● Directions
Filter the records below for the word "Flat". Keep each line that has it.

(Stored data entries)
● ● ●
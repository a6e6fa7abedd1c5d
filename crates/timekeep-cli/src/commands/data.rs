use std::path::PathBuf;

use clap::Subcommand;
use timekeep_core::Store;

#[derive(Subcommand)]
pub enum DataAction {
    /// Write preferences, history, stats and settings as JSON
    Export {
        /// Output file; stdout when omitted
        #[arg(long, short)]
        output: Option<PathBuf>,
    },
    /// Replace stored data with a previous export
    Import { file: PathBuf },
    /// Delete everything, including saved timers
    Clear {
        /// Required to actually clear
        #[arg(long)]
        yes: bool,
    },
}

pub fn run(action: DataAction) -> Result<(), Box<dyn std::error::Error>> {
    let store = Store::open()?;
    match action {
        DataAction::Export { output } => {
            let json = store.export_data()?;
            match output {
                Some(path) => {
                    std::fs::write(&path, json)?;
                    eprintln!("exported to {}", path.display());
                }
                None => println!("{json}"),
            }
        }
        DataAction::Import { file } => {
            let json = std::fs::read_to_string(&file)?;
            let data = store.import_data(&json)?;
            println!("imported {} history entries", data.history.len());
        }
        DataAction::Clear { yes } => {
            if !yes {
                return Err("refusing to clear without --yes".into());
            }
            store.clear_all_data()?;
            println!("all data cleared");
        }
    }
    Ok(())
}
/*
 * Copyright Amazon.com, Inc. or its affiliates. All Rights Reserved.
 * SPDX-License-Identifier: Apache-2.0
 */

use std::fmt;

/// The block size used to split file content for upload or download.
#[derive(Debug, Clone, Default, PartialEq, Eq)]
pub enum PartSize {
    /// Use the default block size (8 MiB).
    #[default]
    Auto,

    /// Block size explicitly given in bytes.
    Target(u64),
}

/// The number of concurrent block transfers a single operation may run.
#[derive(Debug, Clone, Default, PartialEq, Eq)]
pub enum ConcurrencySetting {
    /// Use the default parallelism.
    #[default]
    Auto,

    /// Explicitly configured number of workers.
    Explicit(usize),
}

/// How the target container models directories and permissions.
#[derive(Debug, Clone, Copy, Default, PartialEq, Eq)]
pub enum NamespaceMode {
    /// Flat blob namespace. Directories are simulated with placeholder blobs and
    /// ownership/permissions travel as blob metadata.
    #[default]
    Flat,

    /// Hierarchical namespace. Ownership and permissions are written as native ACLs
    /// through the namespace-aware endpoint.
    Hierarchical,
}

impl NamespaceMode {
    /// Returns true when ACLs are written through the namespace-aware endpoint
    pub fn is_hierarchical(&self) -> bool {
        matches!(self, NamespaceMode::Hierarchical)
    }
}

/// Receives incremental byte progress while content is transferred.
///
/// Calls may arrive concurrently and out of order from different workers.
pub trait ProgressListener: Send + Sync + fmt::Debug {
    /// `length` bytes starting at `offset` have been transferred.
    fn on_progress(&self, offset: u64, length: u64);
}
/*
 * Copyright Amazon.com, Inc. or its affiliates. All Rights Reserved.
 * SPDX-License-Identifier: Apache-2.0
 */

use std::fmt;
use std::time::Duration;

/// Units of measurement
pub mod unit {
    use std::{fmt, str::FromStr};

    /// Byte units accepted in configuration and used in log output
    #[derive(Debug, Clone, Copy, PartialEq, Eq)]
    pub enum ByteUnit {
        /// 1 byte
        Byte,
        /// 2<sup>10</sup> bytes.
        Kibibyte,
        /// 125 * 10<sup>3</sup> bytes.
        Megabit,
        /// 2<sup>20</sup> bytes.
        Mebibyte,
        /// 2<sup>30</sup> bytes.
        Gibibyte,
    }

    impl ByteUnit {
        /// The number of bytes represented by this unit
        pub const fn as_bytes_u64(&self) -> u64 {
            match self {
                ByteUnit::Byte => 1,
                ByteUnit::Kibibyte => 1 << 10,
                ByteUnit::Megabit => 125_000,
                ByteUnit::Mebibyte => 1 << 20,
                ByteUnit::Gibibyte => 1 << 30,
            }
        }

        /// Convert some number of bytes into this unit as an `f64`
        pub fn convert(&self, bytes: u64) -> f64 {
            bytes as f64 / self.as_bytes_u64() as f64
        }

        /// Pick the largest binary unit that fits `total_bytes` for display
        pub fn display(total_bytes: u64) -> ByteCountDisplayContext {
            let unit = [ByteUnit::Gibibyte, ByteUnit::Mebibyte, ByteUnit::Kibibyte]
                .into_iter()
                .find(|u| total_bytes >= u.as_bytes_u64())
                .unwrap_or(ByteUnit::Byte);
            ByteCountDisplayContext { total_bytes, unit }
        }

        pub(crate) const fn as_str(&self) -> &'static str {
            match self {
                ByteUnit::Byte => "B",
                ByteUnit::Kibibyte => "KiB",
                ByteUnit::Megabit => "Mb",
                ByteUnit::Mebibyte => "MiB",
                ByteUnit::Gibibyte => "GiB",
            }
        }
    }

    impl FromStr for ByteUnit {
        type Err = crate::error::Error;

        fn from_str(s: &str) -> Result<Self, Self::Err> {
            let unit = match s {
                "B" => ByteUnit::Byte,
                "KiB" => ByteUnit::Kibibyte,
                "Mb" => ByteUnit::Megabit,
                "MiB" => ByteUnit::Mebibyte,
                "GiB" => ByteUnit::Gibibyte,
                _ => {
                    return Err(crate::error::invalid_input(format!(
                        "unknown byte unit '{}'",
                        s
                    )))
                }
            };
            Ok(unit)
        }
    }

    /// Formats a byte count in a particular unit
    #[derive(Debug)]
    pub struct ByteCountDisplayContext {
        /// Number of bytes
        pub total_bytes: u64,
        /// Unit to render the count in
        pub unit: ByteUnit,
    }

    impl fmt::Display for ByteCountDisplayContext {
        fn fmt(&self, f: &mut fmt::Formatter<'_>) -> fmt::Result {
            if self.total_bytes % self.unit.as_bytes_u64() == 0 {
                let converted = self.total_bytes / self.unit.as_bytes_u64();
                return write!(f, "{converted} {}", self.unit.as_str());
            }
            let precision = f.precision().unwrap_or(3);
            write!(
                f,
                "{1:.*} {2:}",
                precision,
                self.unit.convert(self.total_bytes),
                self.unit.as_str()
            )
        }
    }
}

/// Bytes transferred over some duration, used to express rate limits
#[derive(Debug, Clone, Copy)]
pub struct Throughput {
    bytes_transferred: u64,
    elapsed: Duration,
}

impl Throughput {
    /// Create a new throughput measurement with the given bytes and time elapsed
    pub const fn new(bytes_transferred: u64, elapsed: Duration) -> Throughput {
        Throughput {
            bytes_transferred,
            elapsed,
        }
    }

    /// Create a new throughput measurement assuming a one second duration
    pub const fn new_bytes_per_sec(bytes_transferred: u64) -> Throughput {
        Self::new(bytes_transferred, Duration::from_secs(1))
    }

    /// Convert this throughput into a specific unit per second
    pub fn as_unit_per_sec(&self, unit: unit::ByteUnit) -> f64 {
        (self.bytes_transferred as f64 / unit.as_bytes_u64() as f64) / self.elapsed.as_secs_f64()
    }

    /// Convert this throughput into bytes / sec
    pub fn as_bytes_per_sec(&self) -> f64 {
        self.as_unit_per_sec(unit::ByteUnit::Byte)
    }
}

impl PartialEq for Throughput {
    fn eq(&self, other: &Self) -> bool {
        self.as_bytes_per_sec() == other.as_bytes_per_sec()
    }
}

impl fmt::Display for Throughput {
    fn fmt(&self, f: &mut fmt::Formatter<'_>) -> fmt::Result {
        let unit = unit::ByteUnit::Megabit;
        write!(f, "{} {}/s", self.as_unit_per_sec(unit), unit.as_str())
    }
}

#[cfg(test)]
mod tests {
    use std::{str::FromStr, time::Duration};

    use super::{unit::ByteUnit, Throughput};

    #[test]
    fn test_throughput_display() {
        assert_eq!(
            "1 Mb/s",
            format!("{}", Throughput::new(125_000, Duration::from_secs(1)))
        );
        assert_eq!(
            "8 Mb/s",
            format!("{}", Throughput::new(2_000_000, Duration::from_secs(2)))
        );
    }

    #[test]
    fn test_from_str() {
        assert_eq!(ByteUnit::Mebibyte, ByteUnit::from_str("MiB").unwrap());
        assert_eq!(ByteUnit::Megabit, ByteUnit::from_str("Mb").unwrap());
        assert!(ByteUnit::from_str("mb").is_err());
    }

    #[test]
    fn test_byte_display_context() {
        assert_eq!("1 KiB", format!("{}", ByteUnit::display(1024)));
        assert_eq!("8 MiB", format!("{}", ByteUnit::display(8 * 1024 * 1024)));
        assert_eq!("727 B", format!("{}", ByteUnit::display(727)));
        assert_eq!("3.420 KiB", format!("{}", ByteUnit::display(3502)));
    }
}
● ● ●
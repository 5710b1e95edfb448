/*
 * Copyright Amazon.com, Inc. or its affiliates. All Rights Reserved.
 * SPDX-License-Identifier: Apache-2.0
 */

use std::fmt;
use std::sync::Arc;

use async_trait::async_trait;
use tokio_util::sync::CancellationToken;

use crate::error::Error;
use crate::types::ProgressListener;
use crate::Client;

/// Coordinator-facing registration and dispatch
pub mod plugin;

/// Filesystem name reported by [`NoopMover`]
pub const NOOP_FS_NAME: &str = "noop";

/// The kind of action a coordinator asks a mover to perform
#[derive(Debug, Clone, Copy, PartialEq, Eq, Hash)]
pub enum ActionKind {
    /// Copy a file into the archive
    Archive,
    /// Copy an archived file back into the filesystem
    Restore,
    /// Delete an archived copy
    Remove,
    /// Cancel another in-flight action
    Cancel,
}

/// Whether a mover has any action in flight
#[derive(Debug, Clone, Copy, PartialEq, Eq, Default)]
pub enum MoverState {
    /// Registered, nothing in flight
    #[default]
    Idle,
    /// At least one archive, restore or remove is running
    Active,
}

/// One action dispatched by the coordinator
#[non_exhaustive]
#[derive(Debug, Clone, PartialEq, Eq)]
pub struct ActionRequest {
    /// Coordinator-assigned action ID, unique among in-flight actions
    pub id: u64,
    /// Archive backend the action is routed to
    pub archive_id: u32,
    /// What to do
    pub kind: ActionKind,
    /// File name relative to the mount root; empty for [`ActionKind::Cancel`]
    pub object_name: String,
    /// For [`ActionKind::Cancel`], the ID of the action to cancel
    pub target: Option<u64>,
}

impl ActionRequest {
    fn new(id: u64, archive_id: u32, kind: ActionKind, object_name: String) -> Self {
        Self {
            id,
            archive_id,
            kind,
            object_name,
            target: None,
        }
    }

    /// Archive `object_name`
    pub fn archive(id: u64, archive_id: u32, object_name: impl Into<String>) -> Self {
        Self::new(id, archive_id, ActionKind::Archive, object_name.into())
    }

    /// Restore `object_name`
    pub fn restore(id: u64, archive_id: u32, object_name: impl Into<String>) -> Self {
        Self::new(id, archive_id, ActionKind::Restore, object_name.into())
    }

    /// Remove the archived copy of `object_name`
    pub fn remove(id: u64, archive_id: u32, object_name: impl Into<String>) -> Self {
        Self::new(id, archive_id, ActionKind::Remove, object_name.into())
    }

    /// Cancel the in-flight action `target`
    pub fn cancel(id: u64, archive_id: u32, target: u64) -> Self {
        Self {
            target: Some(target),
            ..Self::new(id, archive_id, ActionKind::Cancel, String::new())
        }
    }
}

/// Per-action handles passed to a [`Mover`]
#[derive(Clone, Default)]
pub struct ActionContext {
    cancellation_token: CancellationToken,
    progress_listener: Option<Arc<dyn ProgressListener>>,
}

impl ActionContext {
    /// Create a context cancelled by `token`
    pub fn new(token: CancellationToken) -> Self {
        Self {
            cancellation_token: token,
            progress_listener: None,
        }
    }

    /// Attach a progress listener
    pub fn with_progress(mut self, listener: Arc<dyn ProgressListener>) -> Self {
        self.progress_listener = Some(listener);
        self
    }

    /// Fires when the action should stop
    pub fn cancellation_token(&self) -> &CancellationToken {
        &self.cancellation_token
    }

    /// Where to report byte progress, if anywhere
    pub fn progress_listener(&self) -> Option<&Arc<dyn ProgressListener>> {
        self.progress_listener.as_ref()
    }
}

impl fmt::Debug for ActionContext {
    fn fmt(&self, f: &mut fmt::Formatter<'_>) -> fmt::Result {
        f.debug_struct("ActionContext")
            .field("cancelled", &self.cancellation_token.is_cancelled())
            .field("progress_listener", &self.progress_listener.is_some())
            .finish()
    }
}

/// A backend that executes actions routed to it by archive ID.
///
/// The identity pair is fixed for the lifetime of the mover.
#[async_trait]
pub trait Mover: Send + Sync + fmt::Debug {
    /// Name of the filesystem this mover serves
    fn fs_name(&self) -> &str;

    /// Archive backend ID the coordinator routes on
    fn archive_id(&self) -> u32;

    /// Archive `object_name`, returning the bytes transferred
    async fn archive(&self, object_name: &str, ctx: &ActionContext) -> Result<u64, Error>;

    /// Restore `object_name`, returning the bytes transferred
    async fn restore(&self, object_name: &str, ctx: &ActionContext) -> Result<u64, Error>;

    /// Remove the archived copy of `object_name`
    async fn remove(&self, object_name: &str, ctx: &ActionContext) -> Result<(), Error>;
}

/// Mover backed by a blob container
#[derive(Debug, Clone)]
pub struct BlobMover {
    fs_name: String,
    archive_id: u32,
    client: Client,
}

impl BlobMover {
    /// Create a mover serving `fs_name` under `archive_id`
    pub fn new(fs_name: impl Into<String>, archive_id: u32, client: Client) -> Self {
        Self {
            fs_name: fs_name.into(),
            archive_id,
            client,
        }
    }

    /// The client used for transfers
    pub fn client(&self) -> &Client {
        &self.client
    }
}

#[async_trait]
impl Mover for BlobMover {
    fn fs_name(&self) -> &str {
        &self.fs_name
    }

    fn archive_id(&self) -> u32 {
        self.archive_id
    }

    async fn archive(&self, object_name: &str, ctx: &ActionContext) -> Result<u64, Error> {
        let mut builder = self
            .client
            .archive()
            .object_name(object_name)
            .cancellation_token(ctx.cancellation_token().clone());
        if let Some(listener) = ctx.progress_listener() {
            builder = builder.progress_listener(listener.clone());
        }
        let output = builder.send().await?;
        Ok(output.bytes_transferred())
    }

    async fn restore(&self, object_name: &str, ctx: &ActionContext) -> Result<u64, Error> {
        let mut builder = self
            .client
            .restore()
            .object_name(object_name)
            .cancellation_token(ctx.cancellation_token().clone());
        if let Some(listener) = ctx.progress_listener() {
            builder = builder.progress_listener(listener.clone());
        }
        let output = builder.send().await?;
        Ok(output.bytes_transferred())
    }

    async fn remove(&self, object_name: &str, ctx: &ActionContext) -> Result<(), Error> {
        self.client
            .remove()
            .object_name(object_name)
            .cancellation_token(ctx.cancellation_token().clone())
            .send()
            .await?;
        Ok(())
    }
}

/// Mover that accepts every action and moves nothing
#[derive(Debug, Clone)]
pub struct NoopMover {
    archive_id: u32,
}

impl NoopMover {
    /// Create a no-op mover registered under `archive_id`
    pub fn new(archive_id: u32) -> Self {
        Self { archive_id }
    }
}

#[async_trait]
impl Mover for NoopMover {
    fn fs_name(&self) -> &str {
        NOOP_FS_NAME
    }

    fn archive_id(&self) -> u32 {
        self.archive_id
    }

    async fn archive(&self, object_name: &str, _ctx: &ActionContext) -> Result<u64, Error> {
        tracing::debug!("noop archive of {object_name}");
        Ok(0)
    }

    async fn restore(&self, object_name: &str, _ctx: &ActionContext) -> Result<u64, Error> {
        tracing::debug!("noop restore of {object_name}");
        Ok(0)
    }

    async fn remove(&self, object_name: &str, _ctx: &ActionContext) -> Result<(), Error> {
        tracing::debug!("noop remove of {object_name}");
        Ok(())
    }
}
● ● ●
● Exercise response
    /// Flat blob namespace. Directories are simulated with placeholder blobs and
    Flat,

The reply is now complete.